:: The task ::
Reproduce, from the lines below, exactly the stretch that begins at the line containing "pub fn stored_count<A: FieldAccess" and ends at the line containing "pub fn write_row<A: FieldAccess", both included.

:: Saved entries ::
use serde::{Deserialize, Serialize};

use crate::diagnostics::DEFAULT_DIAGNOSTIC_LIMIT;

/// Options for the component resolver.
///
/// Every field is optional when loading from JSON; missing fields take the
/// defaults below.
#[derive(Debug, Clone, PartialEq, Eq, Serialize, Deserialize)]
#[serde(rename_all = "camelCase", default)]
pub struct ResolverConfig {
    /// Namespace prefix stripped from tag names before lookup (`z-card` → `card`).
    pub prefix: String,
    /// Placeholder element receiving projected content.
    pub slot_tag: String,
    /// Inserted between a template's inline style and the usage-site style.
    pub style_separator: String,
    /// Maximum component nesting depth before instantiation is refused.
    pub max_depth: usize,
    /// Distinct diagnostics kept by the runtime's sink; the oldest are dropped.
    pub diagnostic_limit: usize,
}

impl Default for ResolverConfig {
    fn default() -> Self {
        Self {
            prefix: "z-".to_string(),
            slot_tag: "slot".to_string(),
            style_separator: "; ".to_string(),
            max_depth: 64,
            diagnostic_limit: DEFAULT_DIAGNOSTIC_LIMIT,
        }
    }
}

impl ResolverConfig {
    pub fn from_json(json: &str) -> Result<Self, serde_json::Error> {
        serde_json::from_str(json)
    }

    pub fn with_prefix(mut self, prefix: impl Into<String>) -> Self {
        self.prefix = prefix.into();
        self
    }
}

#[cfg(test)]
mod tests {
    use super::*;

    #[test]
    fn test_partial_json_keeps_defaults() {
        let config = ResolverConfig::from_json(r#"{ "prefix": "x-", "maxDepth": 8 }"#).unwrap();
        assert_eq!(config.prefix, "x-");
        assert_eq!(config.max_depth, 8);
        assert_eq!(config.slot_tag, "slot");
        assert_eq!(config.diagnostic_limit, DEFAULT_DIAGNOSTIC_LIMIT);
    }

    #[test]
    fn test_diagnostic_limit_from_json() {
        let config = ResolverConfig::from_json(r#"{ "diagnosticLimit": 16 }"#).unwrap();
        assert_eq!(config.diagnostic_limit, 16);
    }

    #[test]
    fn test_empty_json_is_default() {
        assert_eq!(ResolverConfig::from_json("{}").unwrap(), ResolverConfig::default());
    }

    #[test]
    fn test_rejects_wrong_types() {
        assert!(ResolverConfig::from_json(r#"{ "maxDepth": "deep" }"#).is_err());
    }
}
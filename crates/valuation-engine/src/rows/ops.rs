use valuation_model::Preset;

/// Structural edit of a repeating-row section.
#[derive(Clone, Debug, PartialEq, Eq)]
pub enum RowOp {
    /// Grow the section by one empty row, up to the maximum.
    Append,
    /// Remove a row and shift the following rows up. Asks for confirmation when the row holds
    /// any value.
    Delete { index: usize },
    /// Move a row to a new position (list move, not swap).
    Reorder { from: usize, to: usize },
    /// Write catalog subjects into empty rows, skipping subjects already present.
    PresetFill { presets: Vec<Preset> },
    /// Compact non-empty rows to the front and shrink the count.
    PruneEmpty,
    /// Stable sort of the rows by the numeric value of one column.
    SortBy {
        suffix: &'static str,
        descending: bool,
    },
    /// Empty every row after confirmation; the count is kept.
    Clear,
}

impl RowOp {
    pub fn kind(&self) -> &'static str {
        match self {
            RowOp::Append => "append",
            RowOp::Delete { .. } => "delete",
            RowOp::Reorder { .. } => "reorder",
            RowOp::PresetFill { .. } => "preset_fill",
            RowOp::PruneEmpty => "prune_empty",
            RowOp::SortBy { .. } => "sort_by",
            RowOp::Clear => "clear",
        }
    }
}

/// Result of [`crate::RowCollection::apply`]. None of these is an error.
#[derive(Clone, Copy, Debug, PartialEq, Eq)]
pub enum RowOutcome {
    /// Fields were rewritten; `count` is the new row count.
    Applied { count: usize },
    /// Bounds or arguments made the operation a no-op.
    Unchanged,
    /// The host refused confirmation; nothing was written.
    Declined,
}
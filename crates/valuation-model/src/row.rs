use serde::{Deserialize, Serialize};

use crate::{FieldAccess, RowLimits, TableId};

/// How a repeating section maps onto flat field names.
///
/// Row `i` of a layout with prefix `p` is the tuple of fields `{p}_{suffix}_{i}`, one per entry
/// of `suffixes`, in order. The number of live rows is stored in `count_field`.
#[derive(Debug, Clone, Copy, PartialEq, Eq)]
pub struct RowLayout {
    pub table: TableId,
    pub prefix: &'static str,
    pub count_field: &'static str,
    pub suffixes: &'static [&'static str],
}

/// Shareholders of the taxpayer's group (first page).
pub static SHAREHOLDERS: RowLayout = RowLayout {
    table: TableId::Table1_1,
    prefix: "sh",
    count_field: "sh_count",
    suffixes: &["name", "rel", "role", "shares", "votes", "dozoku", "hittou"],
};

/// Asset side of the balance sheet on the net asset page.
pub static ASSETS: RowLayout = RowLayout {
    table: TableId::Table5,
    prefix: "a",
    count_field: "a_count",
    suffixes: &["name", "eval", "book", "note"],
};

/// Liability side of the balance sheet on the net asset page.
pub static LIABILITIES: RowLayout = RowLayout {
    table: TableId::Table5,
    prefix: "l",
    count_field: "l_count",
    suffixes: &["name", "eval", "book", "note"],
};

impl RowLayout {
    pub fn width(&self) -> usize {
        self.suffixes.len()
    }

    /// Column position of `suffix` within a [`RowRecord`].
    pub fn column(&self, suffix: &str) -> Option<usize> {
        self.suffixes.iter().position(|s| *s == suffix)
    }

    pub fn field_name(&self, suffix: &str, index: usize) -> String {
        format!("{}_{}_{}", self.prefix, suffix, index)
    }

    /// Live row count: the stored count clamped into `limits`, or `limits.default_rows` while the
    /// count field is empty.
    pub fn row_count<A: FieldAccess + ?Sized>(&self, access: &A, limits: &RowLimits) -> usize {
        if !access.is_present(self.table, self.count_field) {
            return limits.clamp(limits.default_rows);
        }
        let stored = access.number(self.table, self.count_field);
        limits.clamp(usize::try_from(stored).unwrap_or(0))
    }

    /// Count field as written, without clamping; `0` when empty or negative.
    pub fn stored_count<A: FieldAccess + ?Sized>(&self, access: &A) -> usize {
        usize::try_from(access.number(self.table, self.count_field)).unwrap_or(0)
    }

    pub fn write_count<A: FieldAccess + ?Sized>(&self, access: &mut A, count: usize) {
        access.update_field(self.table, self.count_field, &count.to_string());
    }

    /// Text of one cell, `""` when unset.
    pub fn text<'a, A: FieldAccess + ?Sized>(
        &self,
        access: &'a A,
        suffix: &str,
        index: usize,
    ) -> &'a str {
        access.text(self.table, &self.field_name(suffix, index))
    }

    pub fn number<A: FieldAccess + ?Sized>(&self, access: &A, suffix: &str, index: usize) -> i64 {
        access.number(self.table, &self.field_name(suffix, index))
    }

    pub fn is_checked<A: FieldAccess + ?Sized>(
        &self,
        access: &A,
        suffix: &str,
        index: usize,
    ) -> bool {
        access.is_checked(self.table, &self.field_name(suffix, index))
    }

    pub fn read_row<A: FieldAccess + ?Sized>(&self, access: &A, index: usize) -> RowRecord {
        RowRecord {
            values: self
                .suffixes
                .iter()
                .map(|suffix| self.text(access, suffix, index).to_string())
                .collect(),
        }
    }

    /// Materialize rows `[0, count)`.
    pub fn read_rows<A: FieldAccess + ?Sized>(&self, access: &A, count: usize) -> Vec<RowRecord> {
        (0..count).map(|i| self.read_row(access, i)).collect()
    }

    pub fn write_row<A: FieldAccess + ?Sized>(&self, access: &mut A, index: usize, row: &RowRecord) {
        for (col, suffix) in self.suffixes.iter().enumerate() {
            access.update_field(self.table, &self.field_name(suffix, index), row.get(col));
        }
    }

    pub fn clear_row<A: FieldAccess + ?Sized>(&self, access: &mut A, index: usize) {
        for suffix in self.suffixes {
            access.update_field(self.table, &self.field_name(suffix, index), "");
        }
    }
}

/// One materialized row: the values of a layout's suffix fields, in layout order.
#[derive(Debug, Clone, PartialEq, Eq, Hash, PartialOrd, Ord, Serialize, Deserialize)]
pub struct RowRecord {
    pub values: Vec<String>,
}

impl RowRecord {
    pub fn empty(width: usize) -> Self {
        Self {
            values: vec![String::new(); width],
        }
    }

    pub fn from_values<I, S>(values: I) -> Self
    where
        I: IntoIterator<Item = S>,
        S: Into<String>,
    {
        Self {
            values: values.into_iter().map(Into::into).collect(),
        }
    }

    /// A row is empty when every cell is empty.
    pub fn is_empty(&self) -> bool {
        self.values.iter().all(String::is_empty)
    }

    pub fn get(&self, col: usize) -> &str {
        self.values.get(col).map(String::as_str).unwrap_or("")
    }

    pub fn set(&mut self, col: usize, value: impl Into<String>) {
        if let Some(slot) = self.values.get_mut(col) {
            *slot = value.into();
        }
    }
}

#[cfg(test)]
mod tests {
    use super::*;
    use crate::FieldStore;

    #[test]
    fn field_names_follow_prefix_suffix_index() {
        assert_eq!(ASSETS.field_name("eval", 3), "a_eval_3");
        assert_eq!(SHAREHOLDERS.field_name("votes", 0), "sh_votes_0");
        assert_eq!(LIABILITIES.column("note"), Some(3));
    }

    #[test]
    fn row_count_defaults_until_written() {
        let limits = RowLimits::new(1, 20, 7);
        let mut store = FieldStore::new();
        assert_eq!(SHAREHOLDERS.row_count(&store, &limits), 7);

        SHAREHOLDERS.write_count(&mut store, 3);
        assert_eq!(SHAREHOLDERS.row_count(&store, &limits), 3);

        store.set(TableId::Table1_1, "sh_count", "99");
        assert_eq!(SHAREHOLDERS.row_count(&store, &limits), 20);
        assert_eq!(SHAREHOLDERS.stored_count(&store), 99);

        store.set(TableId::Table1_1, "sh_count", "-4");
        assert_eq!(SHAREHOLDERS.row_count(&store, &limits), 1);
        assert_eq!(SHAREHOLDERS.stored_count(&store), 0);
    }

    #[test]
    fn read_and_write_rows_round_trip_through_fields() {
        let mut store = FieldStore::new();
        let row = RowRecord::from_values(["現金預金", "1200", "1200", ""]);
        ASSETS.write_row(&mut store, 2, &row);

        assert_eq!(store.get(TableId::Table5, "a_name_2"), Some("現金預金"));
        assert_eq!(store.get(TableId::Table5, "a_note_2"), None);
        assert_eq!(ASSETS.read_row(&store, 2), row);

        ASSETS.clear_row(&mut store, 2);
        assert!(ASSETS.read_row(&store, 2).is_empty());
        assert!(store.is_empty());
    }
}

:: Response for this exercise ::
    pub fn stored_count<A: FieldAccess + ?Sized>(&self, access: &A) -> usize {
        usize::try_from(access.number(self.table, self.count_field)).unwrap_or(0)
    }

    pub fn write_count<A: FieldAccess + ?Sized>(&self, access: &mut A, count: usize) {
        access.update_field(self.table, self.count_field, &count.to_string());
    }

    /// Text of one cell, `""` when unset.
    pub fn text<'a, A: FieldAccess + ?Sized>(
        &self,
        access: &'a A,
        suffix: &str,
        index: usize,
    ) -> &'a str {
        access.text(self.table, &self.field_name(suffix, index))
    }

    pub fn number<A: FieldAccess + ?Sized>(&self, access: &A, suffix: &str, index: usize) -> i64 {
        access.number(self.table, &self.field_name(suffix, index))
    }

    pub fn is_checked<A: FieldAccess + ?Sized>(
        &self,
        access: &A,
        suffix: &str,
        index: usize,
    ) -> bool {
        access.is_checked(self.table, &self.field_name(suffix, index))
    }

    pub fn read_row<A: FieldAccess + ?Sized>(&self, access: &A, index: usize) -> RowRecord {
        RowRecord {
            values: self
                .suffixes
                .iter()
                .map(|suffix| self.text(access, suffix, index).to_string())
                .collect(),
        }
    }

    /// Materialize rows `[0, count)`.
    pub fn read_rows<A: FieldAccess + ?Sized>(&self, access: &A, count: usize) -> Vec<RowRecord> {
        (0..count).map(|i| self.read_row(access, i)).collect()
    }

    pub fn write_row<A: FieldAccess + ?Sized>(&self, access: &mut A, index: usize, row: &RowRecord) {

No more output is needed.